Start of Provided information

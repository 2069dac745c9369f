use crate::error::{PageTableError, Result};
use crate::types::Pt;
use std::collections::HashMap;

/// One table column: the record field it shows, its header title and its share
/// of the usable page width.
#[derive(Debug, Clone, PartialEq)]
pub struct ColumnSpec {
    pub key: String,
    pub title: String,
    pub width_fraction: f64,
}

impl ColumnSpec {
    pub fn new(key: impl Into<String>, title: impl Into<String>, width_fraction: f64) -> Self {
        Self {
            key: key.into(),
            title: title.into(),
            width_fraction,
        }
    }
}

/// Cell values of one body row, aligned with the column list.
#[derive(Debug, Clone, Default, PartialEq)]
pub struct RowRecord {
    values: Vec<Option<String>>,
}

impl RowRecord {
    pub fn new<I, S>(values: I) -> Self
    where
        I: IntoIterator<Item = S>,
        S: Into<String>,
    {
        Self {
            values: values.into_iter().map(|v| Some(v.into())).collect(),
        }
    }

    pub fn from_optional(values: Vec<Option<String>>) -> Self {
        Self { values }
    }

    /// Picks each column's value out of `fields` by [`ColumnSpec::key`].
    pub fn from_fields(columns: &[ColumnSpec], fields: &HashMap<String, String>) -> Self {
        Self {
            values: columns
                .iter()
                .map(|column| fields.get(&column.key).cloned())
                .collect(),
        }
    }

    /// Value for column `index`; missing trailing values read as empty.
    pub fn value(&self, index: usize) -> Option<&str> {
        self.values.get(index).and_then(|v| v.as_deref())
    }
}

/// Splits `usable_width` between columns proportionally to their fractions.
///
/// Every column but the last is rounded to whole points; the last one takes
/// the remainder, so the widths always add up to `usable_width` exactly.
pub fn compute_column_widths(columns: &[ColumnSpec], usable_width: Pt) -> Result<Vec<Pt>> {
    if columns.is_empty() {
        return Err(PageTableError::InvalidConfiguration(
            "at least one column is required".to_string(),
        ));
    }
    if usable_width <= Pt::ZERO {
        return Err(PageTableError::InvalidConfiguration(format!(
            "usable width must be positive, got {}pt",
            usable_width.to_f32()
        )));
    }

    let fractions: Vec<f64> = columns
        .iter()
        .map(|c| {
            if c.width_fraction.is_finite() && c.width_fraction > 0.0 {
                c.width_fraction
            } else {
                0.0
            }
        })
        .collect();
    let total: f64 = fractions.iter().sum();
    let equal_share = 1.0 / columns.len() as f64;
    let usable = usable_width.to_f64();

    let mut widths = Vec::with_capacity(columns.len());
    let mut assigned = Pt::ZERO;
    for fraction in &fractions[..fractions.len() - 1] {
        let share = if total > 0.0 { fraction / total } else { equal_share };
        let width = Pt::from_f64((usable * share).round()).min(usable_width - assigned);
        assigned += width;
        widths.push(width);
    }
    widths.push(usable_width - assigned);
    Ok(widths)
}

End of Provided information

Your objective -
Write the material out once more so that every line matches the original.

Output of the task -
repository 2069dac745c9369f
use crate::error::{PageTableError, Result};
use crate::types::Pt;
use std::collections::HashMap;

/// One table column: the record field it shows, its header title and its share
/// of the usable page width.
#[derive(Debug, Clone, PartialEq)]
pub struct ColumnSpec {
    pub key: String,
    pub title: String,
    pub width_fraction: f64,
}

impl ColumnSpec {
    pub fn new(key: impl Into<String>, title: impl Into<String>, width_fraction: f64) -> Self {
        Self {
            key: key.into(),
            title: title.into(),
            width_fraction,
        }
    }
}

/// Cell values of one body row, aligned with the column list.
#[derive(Debug, Clone, Default, PartialEq)]
pub struct RowRecord {
    values: Vec<Option<String>>,
}

impl RowRecord {
    pub fn new<I, S>(values: I) -> Self
    where
        I: IntoIterator<Item = S>,
        S: Into<String>,
    {
        Self {
            values: values.into_iter().map(|v| Some(v.into())).collect(),
        }
    }

    pub fn from_optional(values: Vec<Option<String>>) -> Self {
        Self { values }
    }

    /// Picks each column's value out of `fields` by [`ColumnSpec::key`].
    pub fn from_fields(columns: &[ColumnSpec], fields: &HashMap<String, String>) -> Self {
        Self {
            values: columns
                .iter()
                .map(|column| fields.get(&column.key).cloned())
                .collect(),
        }
    }

    /// Value for column `index`; missing trailing values read as empty.
    pub fn value(&self, index: usize) -> Option<&str> {
        self.values.get(index).and_then(|v| v.as_deref())
    }
}

/// Splits `usable_width` between columns proportionally to their fractions.
///
/// Every column but the last is rounded to whole points; the last one takes
/// the remainder, so the widths always add up to `usable_width` exactly.
pub fn compute_column_widths(columns: &[ColumnSpec], usable_width: Pt) -> Result<Vec<Pt>> {
    if columns.is_empty() {
        return Err(PageTableError::InvalidConfiguration(
            "at least one column is required".to_string(),
        ));
    }
    if usable_width <= Pt::ZERO {
        return Err(PageTableError::InvalidConfiguration(format!(
            "usable width must be positive, got {}pt",
            usable_width.to_f32()
        )));
    }

    let fractions: Vec<f64> = columns
        .iter()
        .map(|c| {
            if c.width_fraction.is_finite() && c.width_fraction > 0.0 {
                c.width_fraction
            } else {
                0.0
            }
        })
        .collect();
    let total: f64 = fractions.iter().sum();
    let equal_share = 1.0 / columns.len() as f64;
    let usable = usable_width.to_f64();

    let mut widths = Vec::with_capacity(columns.len());
    let mut assigned = Pt::ZERO;
    for fraction in &fractions[..fractions.len() - 1] {
        let share = if total > 0.0 { fraction / total } else { equal_share };
        let width = Pt::from_f64((usable * share).round()).min(usable_width - assigned);
        assigned += width;
        widths.push(width);
    }
    widths.push(usable_width - assigned);
    Ok(widths)
}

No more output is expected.